Fathers, faith and family

On Father’s Day, Barack Obama delivered a sermon in a Chicago church chiding black men for their failures as parents. “Any fool can have a child,” he preached. “That doesn’t make you a father. It’s the courage to raise a child that makes you a father.”
Those powerful words elicited some telling reactions. Under the headline “Obama’s Father’s Day Grand Slam,” David Brody of CBN (the Christian Broadcasting Network, founded by evangelist Pat Robertson) called it an “important ... and a defining speech” that “spoke directly to the concerns of millions of concerned parents across the country.”
By contrast, black commentator Earl Ofari Hutchinson said Obama “clearly is fixated on the ever popular media notion of the absentee black father,” a notion he calls a “stereotypical and plainly false assertion.”
Actually, Obama was doing exactly the opposite of what Hutchinson alleges. He was breaking stereotypes, not reinforcing them. And that’s why he has a real chance of becoming the first African-American president.

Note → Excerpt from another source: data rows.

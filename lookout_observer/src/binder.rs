// Copyright 2025 the Lookout Authors
// SPDX-License-Identifier: Apache-2.0 OR MIT

//! Event binding: keeping host listeners alive exactly while needed.
//!
//! An observer holds host listeners (scroll on its root, resize on the
//! viewport) only while its queue is non-empty. [`rebind`] is the single
//! place that decides attach/detach, called after every queue mutation; the
//! observer stores the returned flag and never touches listeners elsewhere.

use crate::host::ViewHost;

/// Reconciles listener state with queue occupancy.
///
/// `bound` is the current listener state, `queue_len` the queue length
/// after the mutation, and the return value is the new listener state:
///
/// - queue emptied while bound, or `force_unbind` set: detach both
///   listeners (even if none are attached; hosts tolerate that), return
///   `false`;
/// - otherwise, not bound and the queue became non-empty: attach both
///   listeners, return `true`;
/// - otherwise: no host calls, state unchanged.
///
/// `force_unbind` wins over attaching when both conditions hold at once,
/// so a forced call always leaves the observer unbound whatever the queue
/// says.
pub(crate) fn rebind<H: ViewHost>(
    host: &mut H,
    bound: bool,
    queue_len: usize,
    root: Option<&H::Element>,
    force_unbind: bool,
) -> bool {
    if (bound && queue_len == 0) || force_unbind {
        host.detach_scroll_listener(root);
        host.detach_resize_listener();
        return false;
    }
    if !bound && queue_len > 0 {
        host.attach_scroll_listener(root);
        host.attach_resize_listener();
        return true;
    }
    bound
}
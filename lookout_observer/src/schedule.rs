// Copyright 2025 the Lookout Authors
// SPDX-License-Identifier: Apache-2.0 OR MIT

//! Notification scheduling: wake tokens and the strategy that carries them.
//!
//! Delivery is never synchronous with a scan. A scan that detects
//! transitions parks them as the observer's pending batch and asks the host
//! to call back "soon" with a [`WakeToken`]; the actual callback runs from
//! [`Observer::wake`](crate::Observer::wake). The token is how stale
//! callbacks are told apart from live ones: each carries the observer
//! generation it was issued under, and [`disconnect`](crate::Observer::disconnect)
//! advances the generation so that wakes already in flight land harmlessly.

use crate::host::ViewHost;

/// Token identifying one requested wake.
///
/// Opaque to hosts: they only carry it from the scheduling call back to
/// [`Observer::wake`](crate::Observer::wake). A token is `Copy` and remains
/// valid to deliver at any later time; delivery of an outdated token is a
/// silent no-op, not an error.
#[derive(Copy, Clone, Debug, Eq, PartialEq, Hash)]
pub struct WakeToken {
    generation: u64,
}

impl WakeToken {
    pub(crate) const fn new(generation: u64) -> Self {
        Self { generation }
    }

    pub(crate) const fn generation(self) -> u64 {
        self.generation
    }
}

/// How an observer asks its host for a deferred callback.
///
/// Selected once, at observer construction, by probing
/// [`ViewHost::new_change_signal`]: a host that offers a change signal gets
/// [`NotifyStrategy::ChangeSignal`] (and owns the allocated signal for the
/// observer's whole life), any other host gets
/// [`NotifyStrategy::DeferredTimer`]. The choice is never revisited.
#[derive(Debug)]
pub enum NotifyStrategy<S> {
    /// Wakes ride the host's change signal.
    ChangeSignal(S),
    /// Wakes go through [`ViewHost::defer_wake`].
    DeferredTimer,
}

impl<S> NotifyStrategy<S> {
    /// Probes `host` for a change signal and picks the strategy.
    pub(crate) fn probe<H>(host: &mut H) -> Self
    where
        H: ViewHost<Signal = S>,
    {
        match host.new_change_signal() {
            Some(signal) => Self::ChangeSignal(signal),
            None => Self::DeferredTimer,
        }
    }

    /// Routes one wake request through whichever path was selected.
    pub(crate) fn request<H>(&mut self, host: &mut H, wake: WakeToken)
    where
        H: ViewHost<Signal = S>,
    {
        match self {
            Self::ChangeSignal(signal) => host.raise_change_signal(signal, wake),
            Self::DeferredTimer => host.defer_wake(wake),
        }
    }

    /// Whether the change-signal path was selected.
    #[must_use]
    pub fn is_change_signal(&self) -> bool {
        matches!(self, Self::ChangeSignal(_))
    }
}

An earlier generation of black leaders portrayed their people as victims of racial injustice -- an undeniably true statement. Their answer was more rights, more programs and more money, all bestowed by government. And in his Chicago sermon, Obama did talk about the need in the black community for “more money for our schools,” more cops on the street, more jobs and training classes.
But what makes his speech so noteworthy is that government action takes second place to personal responsibility. “Past injustices are real,” he said, “but we can’t keep using that as an excuse.” Too many black fathers “are missing from too many lives and too many homes ... and the foundations of our families are weaker because of it.”
On one level, this is clearly good politics. Don’t be misled by President Bush’s abysmal poll numbers or the wide advantage Democrats enjoy on most critical issues. This is likely to be a very close election. An average of national polls calculated by the Web site RealClearPolitics.com gives Obama a 4-point lead over John McCain. Their analysis of the Electoral College shows the Democrat with the thinnest of margins, 272 to 266.
Obama’s sermon echoes the strategy of Bill Clinton, the only Democrat to win two presidential terms since Franklin Roosevelt, who renounced the racist comments of a black activist named Sister Souljah during the 1992 campaign. (He also spoke in Chicago, by the way.) Clinton then strengthened his case for re-election by signing a welfare-reform bill that emphasized the importance of work and self-help in bolstering “the foundations of our families.”
Clinton was denounced as a heretic centrist, but he understood the American electorate better than any politician of his generation. With only one in five voters defining themselves as liberals, only a fool can imagine a Democrat winning the White House by appealing solely to the party’s left-leaning base.
Clinton knew Democrats had to contest the Republicans as the party of “family values.” He knew they had to compete for the support of the “millions of concerned parents” Brody writes about. And while Obama’s voting record marks him as an orthodox liberal, his sermon shows that he shares Clinton’s core insight.
Where Obama delivered his sermon, the Apostolic Church of God, is as important as what he said. Democrats have long suffered from the label as the secular party, more at home in university seminars than Sunday-school classrooms. And it’s instructive that the only two Democrats to win the presidency in 40 years, Clinton and Jimmy Carter, were both men of faith, both familiar with Scripture, both comfortable in the pew and the pulpit.
Obama, too, is a man of faith, and his Father’s Day address quoted the Sermon on the Mount, the passage from Matthew about the “wise man” whose house survived a storm because “it was founded upon a rock.” The rantings of his former pastor, Jeremiah Wright, have threatened to distort his religious reputation, so it’s vitally important for Obama to restate his own views and separate himself from Wright’s “God damn America” theology.
But Obama’s sermon has a moral as well as a political meaning. He talked about “the toll it took on me” when his own father left home, and his determination to “break the cycle” of abandonment and be “a good father” to his two daughters.
Obama might yet prove that a black child can grow up to be president. He’s already provided a valuable model by showing that a black child can grow up to be a “good father.”